Ho letto che il tuo soprannome è "Bacamacchi". Inoltre, hai un casco bellissimo..."
"Bacamacchi" non è un vero e proprio soprannome, ma un termine che aveva inventato mio nonno tanto tempo fa. "È la squadra Bacamacchi, noi siamo la Bacamacchi", diceva mio nonno. È molto difficile da spiegare perché in realtà non so neanch'io come sia nata questa cosa, però è rimasta in tutta la famiglia e la porto con me. Mio nonno è venuto a mancare, e per ricordarlo portiamo la Bacamacchi ovunque. Per quanto riguarda il casco, ce l’ho da sempre. Da quando sono in macchina è stato leggermente modificato, l'uccello è più cattivo. Questo stile di casco è nato quando ero piccolo, perché sul telefono di mio padre giocavo sempre ad Angry Birds, e quando abbiamo dovuto scegliere come fare il casco mio padre mi ha proposto quest'idea e mi piacque subito".

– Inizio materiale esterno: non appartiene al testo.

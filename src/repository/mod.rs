mod embedded;

use embedded::migrations;

use rusqlite::{Connection, OptionalExtension, Row, params};

use std::{
    fs,
    path::Path,
    sync::{Arc, Mutex},
};

use crate::{
    error::{StorageError, StorageResult},
    models::Note,
};

const NOTE_COLUMNS: &str = "id, title, content, reminderDate";

/// Single-connection store for the `notes` table.
///
/// Statements run on the blocking pool and are serialized by the connection
/// lock, so every operation touches the database alone.
#[derive(Clone)]
pub struct Repository {
    conn: Arc<Mutex<Connection>>,
}

impl Repository {
    /// Opens (or creates) the database file, creating missing parent directories.
    pub fn open(path: impl AsRef<Path>) -> StorageResult<Self> {
        let path = path.as_ref();

        if let Some(parent) = path.parent().filter(|p| !p.as_os_str().is_empty()) {
            fs::create_dir_all(parent)?;
        }

        let conn = Connection::open(path)?;
        tracing::info!("Opened notes database at {}", path.display());

        Ok(Self::from_connection(conn))
    }

    pub fn open_in_memory() -> StorageResult<Self> {
        Ok(Self::from_connection(Connection::open_in_memory()?))
    }

    fn from_connection(conn: Connection) -> Self {
        Self {
            conn: Arc::new(Mutex::new(conn)),
        }
    }

    pub async fn migrate(&self) -> StorageResult<()> {
        self.with_conn(|conn| {
            let migrations_report = migrations::runner().run(conn)?;

            for migration in migrations_report.applied_migrations() {
                tracing::info!(
                    "Migration Applied -  Name: {}, Version: {}",
                    migration.name(),
                    migration.version()
                );
            }

            tracing::info!("DB migrations finished!");

            Ok(())
        })
        .await
    }

    pub async fn create_note(
        &self,
        title: String,
        content: String,
        reminder_date: Option<String>,
    ) -> StorageResult<i64> {
        self.with_conn(move |conn| {
            conn.execute(
                "INSERT INTO notes (title, content, reminderDate) VALUES (?1, ?2, ?3)",
                params![title, content, reminder_date],
            )?;

            Ok(conn.last_insert_rowid())
        })
        .await
    }

    /// Replaces all mutable fields. Returns `false` when no note has this id.
    pub async fn update_note(
        &self,
        id: i64,
        title: String,
        content: String,
        reminder_date: Option<String>,
    ) -> StorageResult<bool> {
        self.with_conn(move |conn| {
            let rows = conn.execute(
                "UPDATE notes SET title = ?1, content = ?2, reminderDate = ?3 WHERE id = ?4",
                params![title, content, reminder_date, id],
            )?;

            Ok(rows == 1)
        })
        .await
    }

    pub async fn delete_note(&self, id: i64) -> StorageResult<bool> {
        self.with_conn(move |conn| {
            let rows = conn.execute("DELETE FROM notes WHERE id = ?1", params![id])?;

            Ok(rows == 1)
        })
        .await
    }

    pub async fn get_one_note(&self, id: i64) -> StorageResult<Option<Note>> {
        self.with_conn(move |conn| {
            let note = conn
                .query_row(
                    &format!("SELECT {NOTE_COLUMNS} FROM notes WHERE id = ?1"),
                    params![id],
                    note_from_row,
                )
                .optional()?;

            Ok(note)
        })
        .await
    }

    pub async fn get_all_notes(&self) -> StorageResult<Vec<Note>> {
        self.with_conn(|conn| {
            let mut stmt = conn.prepare(&format!("SELECT {NOTE_COLUMNS} FROM notes ORDER BY id"))?;
            let notes = stmt
                .query_map([], note_from_row)?
                .collect::<Result<Vec<_>, _>>()?;

            Ok(notes)
        })
        .await
    }

    async fn with_conn<T, F>(&self, f: F) -> StorageResult<T>
    where
        F: FnOnce(&mut Connection) -> StorageResult<T> + Send + 'static,
        T: Send + 'static,
    {
        let conn = Arc::clone(&self.conn);

        tokio::task::spawn_blocking(move || {
            let mut guard = conn.lock().map_err(|_| StorageError::Poisoned)?;
            f(&mut *guard)
        })
        .await?
    }
}

// Columns are nullable in databases created by older builds.
fn note_from_row(row: &Row<'_>) -> rusqlite::Result<Note> {
    Ok(Note {
        id: row.get("id")?,
        title: row.get::<_, Option<String>>("title")?.unwrap_or_default(),
        content: row.get::<_, Option<String>>("content")?.unwrap_or_default(),
        reminder_date: row.get("reminderDate")?,
    })
}
//! Bindings from a dependent shape to the shape(s) it sits on.

use super::ShapeId;
use serde::{Deserialize, Serialize};

/// Where on a round boundary or analytic curve a dependent sits.
#[derive(Debug, Clone, Copy, PartialEq, Serialize, Deserialize)]
#[serde(rename_all = "snake_case")]
pub enum PathParam {
    /// Parametric angle in degrees, measured in the parent's own (unrotated) frame.
    Angle(f64),
    /// Input coordinate of an analytic curve, in math units.
    X(f64),
}

/// A reference from a dependent shape to its parent(s), by id only.
#[derive(Debug, Clone, PartialEq, Serialize, Deserialize)]
#[serde(tag = "kind", rename_all = "snake_case")]
pub enum Binding {
    /// Interpolated position on visual edge `edge` (corner `edge` to `edge + 1 mod N`).
    OnEdge { parent: ShapeId, edge: usize, t: f64 },
    /// Position on a circle/ellipse boundary or on an analytic curve.
    OnPath { parent: ShapeId, param: PathParam },
    /// Segment endpoints copied from point shapes; `None` slots stay free.
    PointsLink { parents: [Option<ShapeId>; 2] },
}

impl Binding {
    /// Ids of every parent this binding depends on.
    pub fn parents(&self) -> Vec<ShapeId> {
        match self {
            Binding::OnEdge { parent, .. } | Binding::OnPath { parent, .. } => vec![*parent],
            Binding::PointsLink { parents } => parents.iter().flatten().copied().collect(),
        }
    }

    /// Check whether this binding names `id` as a parent.
    pub fn names(&self, id: ShapeId) -> bool {
        match self {
            Binding::OnEdge { parent, .. } | Binding::OnPath { parent, .. } => *parent == id,
            Binding::PointsLink { parents } => parents.contains(&Some(id)),
        }
    }

    /// The binding left over once parent `id` is gone.
    ///
    /// Edge and path bindings disappear entirely. A points link frees the slot
    /// and disappears only when no slot is left.
    pub fn without_parent(&self, id: ShapeId) -> Option<Binding> {
        match self {
            Binding::OnEdge { parent, .. } | Binding::OnPath { parent, .. } => {
                if *parent == id {
                    None
                } else {
                    Some(self.clone())
                }
            }
            Binding::PointsLink { parents } => {
                let parents = parents.map(|slot| slot.filter(|p| *p != id));
                if parents.iter().all(Option::is_none) {
                    None
                } else {
                    Some(Binding::PointsLink { parents })
                }
            }
        }
    }

    /// Link endpoint `slot` (0 = start, 1 = end) of a segment to point shape `parent`.
    ///
    /// An existing points link keeps its other slot; any other binding is replaced.
    pub fn link_endpoint(existing: Option<&Binding>, slot: usize, parent: ShapeId) -> Binding {
        let mut parents = match existing {
            Some(Binding::PointsLink { parents }) => *parents,
            _ => [None, None],
        };
        if let Some(entry) = parents.get_mut(slot) {
            *entry = Some(parent);
        }
        Binding::PointsLink { parents }
    }
}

Pensi anche tu a un futuro in Euroformula Open come Coppola? Magari con Technorace?
"Sinceramente, non ho ancora nessuna idea per il futuro. È ancora la mia prima stagione di F4 e l’unica cosa che so è che devo fare del mio meglio. Impegnandomi al massimo, magari, potrebbe aprirsi qualche strada. Dipenderà molto anche dal budget e dagli sponsor che riusciremo a trovare".